Niederzissen liegt in einem erd- und kulturgeschichtlich interessanten Seitental des Rheins. Der historische Talweg vom Rhein führt zwischen Vulkanbergen über den Ort in die Eifel, darunter der Bausenberg, Deutschlands besterhaltenster Hufeneisenkrater.

Die Ortsgemeinde Niederzissen besteht aus Niederzissen und dem Ortsteil Rodder. Niederzissen ist Verwaltungssitz der Verbandsgemeinde Brohltal.

Niederzissen gilt als eine der ältesten Siedlungen im weiteren Umkreis.

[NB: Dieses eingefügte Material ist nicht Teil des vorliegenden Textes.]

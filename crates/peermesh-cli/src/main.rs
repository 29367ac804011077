//! PeerMesh CLI: runs a mesh node in the foreground and manages its config.

mod cli;
mod cmd;
mod ui;

use crate::cli::{Cli, Commands};
use clap::Parser;
use peermesh_kernel::config::load_config;
use tracing_subscriber::EnvFilter;

/// Log to stderr. `RUST_LOG` wins over the configured level.
fn init_tracing(default_level: &str, json: bool) {
    let filter = EnvFilter::try_from_default_env()
        .or_else(|_| EnvFilter::try_new(default_level))
        .unwrap_or_else(|_| EnvFilter::new("info"));

    let builder = tracing_subscriber::fmt()
        .with_env_filter(filter)
        .with_writer(std::io::stderr);
    if json {
        builder.json().init();
    } else {
        builder.init();
    }
}

fn main() {
    let cli = Cli::parse();

    match cli.command {
        Commands::Init { force } => {
            init_tracing("warn", cli.json_logs);
            cmd::init::cmd_init(cli.config, force);
        }
        Commands::Start {
            port,
            discovery_port,
            peers,
            no_discovery,
        } => {
            let config = load_config(cli.config.as_deref());
            init_tracing(&config.log_level, cli.json_logs);
            cmd::init::cmd_start(
                config,
                cmd::init::StartOverrides {
                    port,
                    discovery_port,
                    peers,
                    no_discovery,
                },
            );
        }
        Commands::Config => {
            init_tracing("warn", cli.json_logs);
            let config = load_config(cli.config.as_deref());
            cmd::config::cmd_config(&config);
        }
    }
}
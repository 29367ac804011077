//! Shutdown signal shared by every background loop.
//!
//! The orchestrator owns the `watch::Sender<bool>`; loops hold receivers and
//! select on [`shutdown_requested`] at each suspension point.

use tokio::sync::watch;

/// Resolves once shutdown has been signalled or the sender is gone.
pub async fn shutdown_requested(rx: &mut watch::Receiver<bool>) {
    loop {
        if *rx.borrow_and_update() {
            return;
        }
        if rx.changed().await.is_err() {
            return;
        }
    }
}
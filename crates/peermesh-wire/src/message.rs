//! Frame codec.
//!
//! Every envelope on a mesh connection is prefixed with a 4-byte big-endian
//! length header followed by the JSON body. A bad body only loses that frame;
//! a bad header (oversized length) desynchronises the stream.

use crate::error::WireError;
use peermesh_types::envelope::Envelope;
use tokio::io::{AsyncRead, AsyncReadExt, AsyncWrite, AsyncWriteExt};

/// Maximum single frame size (16 MB).
pub const MAX_FRAME_SIZE: u32 = 16 * 1024 * 1024;

/// Encode an envelope to bytes (4-byte big-endian length + JSON).
///
/// Envelopes that would not decode back to themselves are refused.
pub fn encode_frame(envelope: &Envelope) -> Result<Vec<u8>, WireError> {
    envelope.validate()?;
    let json = serde_json::to_vec(envelope)?;
    if json.len() > MAX_FRAME_SIZE as usize {
        return Err(WireError::MessageTooLarge {
            size: u32::try_from(json.len()).unwrap_or(u32::MAX),
            max: MAX_FRAME_SIZE,
        });
    }
    let len = json.len() as u32;
    let mut bytes = Vec::with_capacity(4 + json.len());
    bytes.extend_from_slice(&len.to_be_bytes());
    bytes.extend_from_slice(&json);
    Ok(bytes)
}

/// Decode the length prefix from a 4-byte header.
pub fn decode_length(header: &[u8; 4]) -> u32 {
    u32::from_be_bytes(*header)
}

/// Parse a frame body into an envelope.
pub fn decode_envelope(body: &[u8]) -> Result<Envelope, WireError> {
    Ok(serde_json::from_slice(body)?)
}

/// Write pre-encoded frame bytes and flush.
pub async fn write_frame<W>(writer: &mut W, frame: &[u8]) -> Result<(), WireError>
where
    W: AsyncWrite + Unpin,
{
    writer.write_all(frame).await?;
    writer.flush().await?;
    Ok(())
}

/// Encode and write a single envelope.
pub async fn write_envelope<W>(writer: &mut W, envelope: &Envelope) -> Result<(), WireError>
where
    W: AsyncWrite + Unpin,
{
    let frame = encode_frame(envelope)?;
    write_frame(writer, &frame).await
}

/// Read one frame body. Clean EOF before a header is `ConnectionClosed`.
pub async fn read_frame<R>(reader: &mut R) -> Result<Vec<u8>, WireError>
where
    R: AsyncRead + Unpin,
{
    let mut header = [0u8; 4];
    match reader.read_exact(&mut header).await {
        Ok(_) => {}
        Err(e) if e.kind() == std::io::ErrorKind::UnexpectedEof => {
            return Err(WireError::ConnectionClosed);
        }
        Err(e) => return Err(WireError::Io(e)),
    }

    let len = decode_length(&header);
    if len > MAX_FRAME_SIZE {
        return Err(WireError::MessageTooLarge {
            size: len,
            max: MAX_FRAME_SIZE,
        });
    }

    let mut body = vec![0u8; len as usize];
    reader.read_exact(&mut body).await?;
    Ok(body)
}

#[cfg(test)]
mod tests {
    use super::*;
    use peermesh_types::envelope::{EnvelopeError, MessageKind, Payload};
    use serde_json::json;

    #[test]
    fn test_encode_decode_roundtrip() {
        let mut payload = Payload::new();
        payload.insert("cpu".into(), json!(0.25));
        let env = Envelope::custom("GetStatus", payload)
            .from_node("node-a")
            .for_component("Metrics");
        let bytes = encode_frame(&env).unwrap();
        let len = decode_length(&[bytes[0], bytes[1], bytes[2], bytes[3]]);
        assert_eq!(len as usize, bytes.len() - 4);
        let decoded = decode_envelope(&bytes[4..]).unwrap();
        assert_eq!(decoded, env);
    }

    #[test]
    fn test_floats_survive_the_wire_bit_exact() {
        let mut values = vec![
            f64::MAX,
            f64::MIN,
            f64::MIN_POSITIVE,
            f64::EPSILON,
            5e-324,
            -2.2250738585072014e-308,
            0.1,
            1.0 / 3.0,
            1e-75,
            1e22,
        ];
        // xorshift64 over raw bit patterns, keeping only finite values.
        let mut state: u64 = 0x9E37_79B9_7F4A_7C15;
        while values.len() < 2_000 {
            state ^= state << 13;
            state ^= state >> 7;
            state ^= state << 17;
            let value = f64::from_bits(state);
            if value.is_finite() {
                values.push(value);
            }
        }

        let mut payload = Payload::new();
        payload.insert("values".into(), json!(values));
        let env = Envelope::custom("Samples", payload);
        let decoded = decode_envelope(&encode_frame(&env).unwrap()[4..]).unwrap();

        let MessageKind::Custom { payload, .. } = decoded.kind else {
            panic!("Expected Custom");
        };
        let got = payload["values"].as_array().unwrap();
        assert_eq!(got.len(), values.len());
        for (sent, back) in values.iter().zip(got) {
            let back = back.as_f64().unwrap();
            assert_eq!(sent.to_bits(), back.to_bits(), "{sent:e} came back as {back:e}");
        }
    }

    #[test]
    fn test_reserved_custom_type_is_not_encoded() {
        let shadow = Envelope::custom("Ping", Payload::new()).from_node("node-a");
        assert!(matches!(
            encode_frame(&shadow),
            Err(WireError::InvalidEnvelope(EnvelopeError::ReservedMessageType(_)))
        ));
        assert!(matches!(
            encode_frame(&Envelope::custom("", Payload::new())),
            Err(WireError::InvalidEnvelope(EnvelopeError::MissingMessageType))
        ));
    }

    #[test]
    fn test_decode_garbage_is_json_error() {
        assert!(matches!(
            decode_envelope(b"{not json"),
            Err(WireError::Json(_))
        ));
    }

    #[tokio::test]
    async fn test_stream_preserves_frame_boundaries() {
        let (mut client, mut server) = tokio::io::duplex(64 * 1024);
        let first = Envelope::ping("node-b").from_node("node-a");
        let second = Envelope::shutdown("bye").from_node("node-a");
        write_envelope(&mut client, &first).await.unwrap();
        write_envelope(&mut client, &second).await.unwrap();
        drop(client);

        let a = decode_envelope(&read_frame(&mut server).await.unwrap()).unwrap();
        let b = decode_envelope(&read_frame(&mut server).await.unwrap()).unwrap();
        assert_eq!(a, first);
        assert!(matches!(b.kind, MessageKind::Shutdown(_)));
        assert!(matches!(
            read_frame(&mut server).await,
            Err(WireError::ConnectionClosed)
        ));
    }

    #[tokio::test]
    async fn test_oversized_header_rejected() {
        let (mut client, mut server) = tokio::io::duplex(1024);
        client
            .write_all(&(MAX_FRAME_SIZE + 1).to_be_bytes())
            .await
            .unwrap();
        match read_frame(&mut server).await {
            Err(WireError::MessageTooLarge { size, max }) => {
                assert_eq!(size, MAX_FRAME_SIZE + 1);
                assert_eq!(max, MAX_FRAME_SIZE);
            }
            other => panic!("Expected MessageTooLarge, got {other:?}"),
        }
    }
}
//! Test doubles shared by the kernel's unit tests.

use async_trait::async_trait;
use peermesh_types::component::{Component, ComponentState};
use peermesh_types::envelope::{Envelope, Payload};
use peermesh_types::error::{MeshError, MeshResult};
use peermesh_wire::{EnvelopeSink, WireError};
use std::collections::HashSet;
use std::sync::atomic::{AtomicUsize, Ordering};
use std::sync::{Arc, Mutex};
use std::time::Duration;

/// How a [`RecordingComponent`] misbehaves.
#[derive(Default)]
pub struct Behaviour {
    /// Envelope ids that make `process` return an error.
    pub fail_ids: HashSet<String>,
    /// Message type that makes `process` panic.
    pub panic_on: Option<String>,
    /// Sleep inside `process`.
    pub delay: Option<Duration>,
    /// Shared log that `stop` appends the component id to.
    pub stop_log: Option<Arc<Mutex<Vec<String>>>>,
}

/// Component that records every envelope it processes.
pub struct RecordingComponent {
    id: String,
    component_type: String,
    behaviour: Behaviour,
    state: Mutex<ComponentState>,
    received: Mutex<Vec<Envelope>>,
    pub starts: AtomicUsize,
    pub stops: AtomicUsize,
}

impl RecordingComponent {
    pub fn new(id: &str, component_type: &str) -> Arc<Self> {
        Self::with_behaviour(id, component_type, Behaviour::default())
    }

    pub fn with_behaviour(id: &str, component_type: &str, behaviour: Behaviour) -> Arc<Self> {
        Arc::new(Self {
            id: id.to_string(),
            component_type: component_type.to_string(),
            behaviour,
            state: Mutex::new(ComponentState::Stopped),
            received: Mutex::new(Vec::new()),
            starts: AtomicUsize::new(0),
            stops: AtomicUsize::new(0),
        })
    }

    pub fn received(&self) -> Vec<Envelope> {
        self.received.lock().unwrap().clone()
    }

    pub fn received_ids(&self) -> Vec<String> {
        self.received().into_iter().map(|e| e.id).collect()
    }
}

#[async_trait]
impl Component for RecordingComponent {
    fn id(&self) -> &str {
        &self.id
    }

    fn component_type(&self) -> &str {
        &self.component_type
    }

    fn status(&self) -> ComponentState {
        *self.state.lock().unwrap()
    }

    async fn process(&self, envelope: &Envelope) -> MeshResult<()> {
        if let Some(delay) = self.behaviour.delay {
            tokio::time::sleep(delay).await;
        }
        if self.behaviour.panic_on.as_deref() == Some(envelope.message_type()) {
            panic!("component {} refused {}", self.id, envelope.message_type());
        }
        self.received.lock().unwrap().push(envelope.clone());
        if self.behaviour.fail_ids.contains(&envelope.id) {
            return Err(MeshError::ComponentFailed {
                component_id: self.id.clone(),
                reason: format!("rejected envelope {}", envelope.id),
            });
        }
        Ok(())
    }

    fn status_snapshot(&self) -> Payload {
        let mut snapshot = Payload::new();
        snapshot.insert(
            "processed".to_string(),
            self.received.lock().unwrap().len().into(),
        );
        snapshot
    }

    async fn start(&self) -> MeshResult<()> {
        self.starts.fetch_add(1, Ordering::SeqCst);
        *self.state.lock().unwrap() = ComponentState::Running;
        Ok(())
    }

    async fn stop(&self) -> MeshResult<()> {
        self.stops.fetch_add(1, Ordering::SeqCst);
        *self.state.lock().unwrap() = ComponentState::Stopped;
        if let Some(log) = &self.behaviour.stop_log {
            log.lock().unwrap().push(self.id.clone());
        }
        Ok(())
    }
}

/// Sink that records envelopes instead of writing them to sockets.
#[derive(Default)]
pub struct RecordingSink {
    sent: Mutex<Vec<Envelope>>,
    refused: Mutex<HashSet<String>>,
}

impl RecordingSink {
    pub fn new() -> Arc<Self> {
        Arc::new(Self::default())
    }

    /// Make unicasts to `node_id` fail with `NoRoute`.
    pub fn refuse(&self, node_id: &str) {
        self.refused.lock().unwrap().insert(node_id.to_string());
    }

    pub fn sent(&self) -> Vec<Envelope> {
        self.sent.lock().unwrap().clone()
    }
}

#[async_trait]
impl EnvelopeSink for RecordingSink {
    async fn send(&self, envelope: Envelope) -> Result<usize, WireError> {
        if let Some(to) = envelope.to_node_id.as_deref() {
            if self.refused.lock().unwrap().contains(to) {
                return Err(WireError::NoRoute(to.to_string()));
            }
        }
        self.sent.lock().unwrap().push(envelope);
        Ok(1)
    }
}
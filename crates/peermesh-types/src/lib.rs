//! Core types and traits for the PeerMesh orchestrator.
//!
//! This crate defines the data structures shared by the wire layer and the
//! kernel: envelopes, peer status, the component contract, configuration and
//! errors. It contains no I/O.

pub mod component;
pub mod config;
pub mod envelope;
pub mod error;
pub mod peer;
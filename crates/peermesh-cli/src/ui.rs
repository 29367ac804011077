//! Shared terminal output helpers.

use colored::Colorize;

/// Brand banner.
pub fn banner() {
    println!("  {} {}", ">>".bright_cyan().bold(), "PeerMesh".bold());
    println!("     {}", "Peer-to-peer component mesh".dimmed());
}

/// Print a success message.
pub fn success(msg: &str) {
    println!("  {} {}", "\u{2714}".bright_green(), msg);
}

/// Print an error message.
pub fn error(msg: &str) {
    eprintln!("  {} {}", "\u{2718}".bright_red(), msg.bright_red());
}

/// Red error + yellow "fix:" suggestion.
pub fn error_with_fix(msg: &str, fix: &str) {
    eprintln!("  {} {}", "\u{2718}".bright_red(), msg.bright_red());
    eprintln!("    {} {}", "fix:".bright_yellow(), fix);
}

/// Yellow warning line.
pub fn warn(msg: &str) {
    println!("  {} {}", "-".bright_yellow(), msg.yellow());
}

/// Key-value display: "  Label:       value".
pub fn kv(label: &str, value: &str) {
    println!("  {:<13}{}", format!("{label}:"), value);
}

/// Key-value with green value.
pub fn kv_ok(label: &str, value: &str) {
    println!("  {:<13}{}", format!("{label}:"), value.bright_green());
}

/// Hint line in dimmed text.
pub fn hint(msg: &str) {
    println!("  {} {}", "hint:".dimmed(), msg.dimmed());
}

pub fn blank() {
    println!();
}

Der Name 'Zissen' stammt aus dem Keltischen und wird mit 'rückwärtig' wiedergegeben, etwa vom 'Rhein rückwärtig = abseits gelegener Ort'. Die Anwesenheit siedelnder Kelten ist durch Waffen- und Werkzeugfunde belegt. Weiterhin sind aus römischer Zeit durch Ausgrabungen Siedlungen in der Nähe der alten Römerstraße von Sinzig über Mayen nach Trier nachgewiesen, was eine weitere Namensableitung vom keltischen Götternamen Cissonius denkbar erscheinen lässt.

Erstmals urkundlich wird Zissen, wie der Ort seinerzeit hieß, in einer Schenkungsurkunde für das St. Cassiusstift in Bonn erwähnt. Die Urkunde ohne Datum entstammt dem 9. Jahrhundert. Die erste datierte Beurkundung aus dem Jahr 1179 enthält eine Bestätigung 'eines Besitzes in Zissen' durch Papst Alexander III. an Adalbert II. von Metz. Zissen gehörte von etwa 1150 an (Bau der Burg Olbrück) bis zum Beginn der französischen Besatzungszeit 1794 zur Herrschaft Olbrück. Seit dem Wiener Kongress 1815 gehört Niederzissen zu Preußen, seit 1816 zum damals neu gebildeten Kreis Ahrweiler im Regierungsbezirk Koblenz und von 1822 an zur Rheinprovinz. Zunächst unter der Bürgermeisterei Königsfeld wurde Niederzissen 1883 selbst Sitz einer Bürgermeisterei. Die Gebietsreform in Rheinland-Pfalz 1969/1970 machte Niederzissen zum Verwaltungssitz der 1970 neu gebildeten Verbandsgemeinde Brohltal.

Am 1. Januar 1979 wurde der Ort Rodder, ein Gebietsteil mit 121 Einwohnern, von der Gemeinde Niederdürenbach nach Niederzissen umgemeindet. Die Eingliederung geschah auf Antrag eines großen Teils der Rodderer Bevölkerung.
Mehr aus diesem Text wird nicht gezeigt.